In this section we show how to extend this approach to 3D. The methods in [The02] are strictly limited to 2D vector fields because of the following reasons:

• [The02] uses a complete segmentation of the areas around a 2D critical point into sectors of different flow behavior. Such a segmentation of 3D critical points did not exist prior to this thesis in the Visualization and Computer Graphics community. In fact, only first order critical points and the index of higher order critical points [MR02] had been considered before.

• Contrary to the 2D case, separatrices of 3D vector fields are particular stream surfaces. They tend to have a complex behavior even for rather simple vector fields (see section 2.2.4), making it a cumbersome (or even impossible) task to model them for instance as a parametric surface.

• There exists no approach to create a vector field which has a stream surface coinciding with a modeled parametric surface.
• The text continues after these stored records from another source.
//! colorsvc - demonstration HTTP endpoint that answers with a color.
//!
//! Provides both human-friendly and agent-friendly (robot mode) interfaces.
#![forbid(unsafe_code)]

use std::io;

use axum::http::StatusCode;
use clap::Parser;
use console::style;
use serde::Serialize;
use tracing::debug;

use colorsvc::cli::{self, Cli, Commands};
use colorsvc::color::{self, Palette, RandomColor};
use colorsvc::config::ServiceConfig;
use colorsvc::error::{ColorError, Result};
use colorsvc::logging::init_logging;
use colorsvc::output::effective_status;
use colorsvc::server;

/// Build information embedded at compile time.
mod build_info {
    pub const VERSION: &str = env!("CARGO_PKG_VERSION");

    pub fn git_sha() -> &'static str {
        option_env!("VERGEN_GIT_SHA").unwrap_or("unknown")
    }

    pub fn git_dirty() -> &'static str {
        option_env!("VERGEN_GIT_DIRTY").unwrap_or("false")
    }

    pub fn build_timestamp() -> &'static str {
        option_env!("VERGEN_BUILD_TIMESTAMP").unwrap_or("unknown")
    }

    pub fn rustc_semver() -> &'static str {
        option_env!("VERGEN_RUSTC_SEMVER").unwrap_or("unknown")
    }

    pub fn target() -> &'static str {
        option_env!("VERGEN_CARGO_TARGET_TRIPLE").unwrap_or("unknown")
    }
}

fn main() {
    let cli = Cli::parse();

    if cli.no_color {
        console::set_colors_enabled(false);
        console::set_colors_enabled_stderr(false);
    }

    init_logging(cli.robot, cli.verbose, cli.quiet);

    if let Err(e) = run(&cli) {
        output_error(&cli, &e);
        std::process::exit(1);
    }
}

fn run(cli: &Cli) -> Result<()> {
    match &cli.command {
        None => print_quick_start(cli),
        Some(Commands::Serve(args)) => cmd_serve(cli, args),
        Some(Commands::Pick(args)) => cmd_pick(cli, args),
        Some(Commands::Palette) => cmd_palette(cli),
        Some(Commands::Config) => cmd_config(cli),
        Some(Commands::Version) => cmd_version(cli),
        Some(Commands::Completions(args)) => cmd_completions(cli, args),
    }
}

fn load_config(cli: &Cli) -> Result<ServiceConfig> {
    let config = ServiceConfig::load(cli.config.as_deref())?;
    debug!(?config, "Effective configuration");
    Ok(config)
}

// === Quick Start ===

#[derive(Serialize)]
struct RobotQuickStart {
    tool: &'static str,
    version: &'static str,
    description: &'static str,
    commands: RobotCommands,
    environment: RobotEnvironment,
    output_modes: OutputModes,
}

#[derive(Serialize)]
struct RobotCommands {
    serve: &'static str,
    pick: &'static str,
    palette: &'static str,
    config: &'static str,
}

#[derive(Serialize)]
struct RobotEnvironment {
    color: &'static str,
    config: &'static str,
    log: &'static str,
}

#[derive(Serialize)]
struct OutputModes {
    human: &'static str,
    robot: &'static str,
    compact: &'static str,
}

fn print_quick_start(cli: &Cli) -> Result<()> {
    if cli.use_json() {
        let help = RobotQuickStart {
            tool: "colorsvc",
            version: build_info::VERSION,
            description: "HTTP endpoint answering with a JSON color; \"blue\" answers 500",
            commands: RobotCommands {
                serve: "colorsvc serve --port 8080",
                pick: "colorsvc pick --params '[{\"color\":\"red\",\"delayLength\":0}]'",
                palette: "colorsvc palette --robot",
                config: "colorsvc config --robot",
            },
            environment: RobotEnvironment {
                color: "COLOR=<name> forces every response to <name>",
                config: "COLORSVC_CONFIG=<path> loads a TOML config file",
                log: "RUST_LOG=colorsvc=debug",
            },
            output_modes: OutputModes {
                human: "--format=text (default)",
                robot: "--robot or --format=json",
                compact: "--format=json-compact",
            },
        };
        return output_json(cli, &help);
    }

    println!(
        "{} {} - color endpoint\n",
        style("colorsvc").bold().cyan(),
        build_info::VERSION
    );
    println!("{}", style("QUICK START").bold().underlined());
    println!();
    println!("  {}  Start the endpoint", style("colorsvc serve").green());
    println!("  {}  Resolve one color", style("colorsvc pick").green());
    println!("  {}  List colors", style("colorsvc palette").green());
    println!("  {}  Effective config", style("colorsvc config").green());
    println!();
    println!("{}", style("ENVIRONMENT").bold().underlined());
    println!();
    println!("  {}  Force a color", style("COLOR=red").cyan());
    println!("  {}  Config file", style("COLORSVC_CONFIG=colorsvc.toml").cyan());
    println!();
    println!("Run {} for full help", style("colorsvc --help").yellow());
    Ok(())
}

// === Commands ===

fn cmd_serve(cli: &Cli, args: &cli::ServeArgs) -> Result<()> {
    let mut config = load_config(cli)?;
    if let Some(port) = args.port {
        config.port = port;
    }
    if let Some(bind) = &args.bind {
        config.bind.clone_from(bind);
    }

    if !cli.quiet && !cli.use_json() {
        eprintln!(
            "Serving colors on {} (Ctrl+C to stop)",
            style(format!("http://{}/color", config.addr())).cyan()
        );
    }

    let runtime = tokio::runtime::Runtime::new()?;
    runtime.block_on(server::serve(config))
}

#[derive(Serialize)]
struct PickOutput {
    color: String,
    origin: color::ColorOrigin,
    status: u16,
    body: String,
}

fn cmd_pick(cli: &Cli, args: &cli::PickArgs) -> Result<()> {
    let config = load_config(cli)?;
    let params = server::decode_parameters(args.params.as_deref().unwrap_or("").as_bytes())?;
    let source = RandomColor::new(config.palette.clone());
    let resolved = color::resolve(config.color_override(), &params, &source);
    let status = effective_status(&resolved.color, StatusCode::OK);
    let body = serde_json::Value::from(resolved.color.as_str()).to_string();

    if cli.use_json() {
        return output_json(
            cli,
            &PickOutput {
                color: resolved.color,
                origin: resolved.origin,
                status: status.as_u16(),
                body,
            },
        );
    }

    if status.is_success() {
        println!("{body}");
    } else {
        println!("{body} {}", style(format!("({status})")).red());
    }
    if !cli.quiet {
        eprintln!("{} {}", style("from").dim(), resolved.origin);
    }
    Ok(())
}

fn cmd_palette(cli: &Cli) -> Result<()> {
    let config = load_config(cli)?;
    let palette: &Palette = &config.palette;

    if cli.use_json() {
        return output_json(cli, palette);
    }

    if palette.is_empty() {
        println!("Palette is empty; random picks fall back to {}", color::FALLBACK_COLOR);
    }
    for name in palette.iter() {
        println!("{name}");
    }
    Ok(())
}

fn cmd_config(cli: &Cli) -> Result<()> {
    let config = load_config(cli)?;

    if cli.use_json() {
        return output_json(cli, &config);
    }

    let text = toml::to_string_pretty(&config)
        .map_err(|e| ColorError::Other(format!("Failed to render config: {e}")))?;
    print!("{text}");
    Ok(())
}

fn cmd_version(cli: &Cli) -> Result<()> {
    if cli.use_json() {
        return output_json(
            cli,
            &serde_json::json!({
                "version": build_info::VERSION,
                "git_sha": build_info::git_sha(),
                "git_dirty": build_info::git_dirty() == "true",
                "build_timestamp": build_info::build_timestamp(),
                "rustc_version": build_info::rustc_semver(),
                "target": build_info::target(),
            }),
        );
    }

    println!("colorsvc {}", build_info::VERSION);
    println!(
        "git: {}{}",
        build_info::git_sha(),
        if build_info::git_dirty() == "true" {
            " (dirty)"
        } else {
            ""
        }
    );
    println!("built: {}", build_info::build_timestamp());
    println!("rustc: {}", build_info::rustc_semver());
    println!("target: {}", build_info::target());
    Ok(())
}

#[allow(clippy::unnecessary_wraps)] // Consistent return type with other commands
fn cmd_completions(_cli: &Cli, args: &cli::CompletionsArgs) -> Result<()> {
    use clap::CommandFactory;
    clap_complete::generate(args.shell, &mut Cli::command(), "colorsvc", &mut io::stdout());
    Ok(())
}

// === Output ===

fn output_json<T: Serialize>(cli: &Cli, data: &T) -> Result<()> {
    let json = if cli.use_compact_json() {
        serde_json::to_string(data)
    } else {
        serde_json::to_string_pretty(data)
    }
    .map_err(|e| ColorError::Other(format!("Failed to serialize output: {e}")))?;
    println!("{json}");
    Ok(())
}

fn output_error(cli: &Cli, error: &ColorError) {
    if cli.use_json() {
        let json = serde_json::json!({
            "error": true,
            "message": error.to_string(),
            "suggestion": error.suggestion(),
            "recoverable": error.is_user_recoverable(),
        });
        eprintln!("{json:#}");
    } else {
        eprintln!("{}: {}", style("Error").red().bold(), error);
        if let Some(suggestion) = error.suggestion() {
            eprintln!("{}: {}", style("Hint").yellow(), suggestion);
        }
    }
}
In this section we present the (to the best of our knowledge) first approach to modeling 3D vector fields of arbitrary topology. We extend the main ideas of [The02] to 3D and give solutions for the three problems mentioned above. This is based on the complete classification of 3D critical points into an arbitrary number of sectors of different flow behavior as given in section 2.4. To overcome the second and third problem, we adapt the concept of connectors (see section 3.2) by modeling not the separation surfaces themselves but only their intersection curves. The resulting algorithm is a two-step approach. First the user models a 3D topological skeleton, then a vector field is auto- matically constructed from this. For the user, the problem of modeling a vector field is reduced to the problem of modeling a topological skeleton by a number of control polygons.

We start with giving some motivation to create 3D vector fields by a modeling approach in the next section. In section 7.1.2 we introduce an approach to model the topological skeleton of a 3D vector field based on the already discussed theory of higher order critical points (section 2.4). Section 7.1.3 shows how to construct a vector field from a modeled skeleton. Finally, we demonstrate examples in section 7.1.4.